Published online by Cambridge University Press:  02 August 2019

Alper Demіr
Affiliation:
Department of Computer Engineering, Middle East Technical University, 06800 Ankara, Turkey e-mail: [email protected]
Erkіn Çіlden
Affiliation:
RF and Simulation Systems Directorate, STM Defense Technologies Engineering and Trade Inc., 06530 Ankara, Turkey e-mail: [email protected]
Faruk Polat
Affiliation:
Department of Computer Engineering, Middle East Technical University, 06800 Ankara, Turkey e-mail: [email protected]

Abstract

In the reinforcement learning context, a landmark is a compact information which uniquely couples a state, for problems with hidden states. Landmarks are shown to support finding good memoryless policies for Partially Observable Markov Decision Processes (POMDP) which contain at least one landmark. SarsaLandmark, as an adaptation of Sarsa(λ), is known to promise a better learning performance with the assumption that all landmarks of the problem are known in advance.

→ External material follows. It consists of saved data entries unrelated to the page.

//! Process-wide log setup for blockscript hosts and tools.

/// Initialize structured logging from the environment.
///
/// Safe to call multiple times; subsequent calls become no-ops.
pub fn init() {
    tracing::init(&tracing::LogConfig::from_env());
}

/// Subscriber configuration (filters, output format).
pub mod tracing;

pub use tracing::{LogConfig, LogFormat};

In this paper, we propose a framework built upon SarsaLandmark, which is able to automatically identify landmarks within the problem during learning without sacrificing quality, and requiring no prior information about the problem structure. For this purpose, the framework fuses SarsaLandmark with a well-known multiple-instance learning algorithm, namely Diverse Density (DD). By further experimentation, we also provide a deeper insight into our concept filtering heuristic to accelerate DD, abbreviated as DDCF (Diverse Density with Concept Filtering), which proves itself to be suitable for POMDPs with landmarks. DDCF outperforms its antecedent in terms of computation speed and solution quality without loss of generality.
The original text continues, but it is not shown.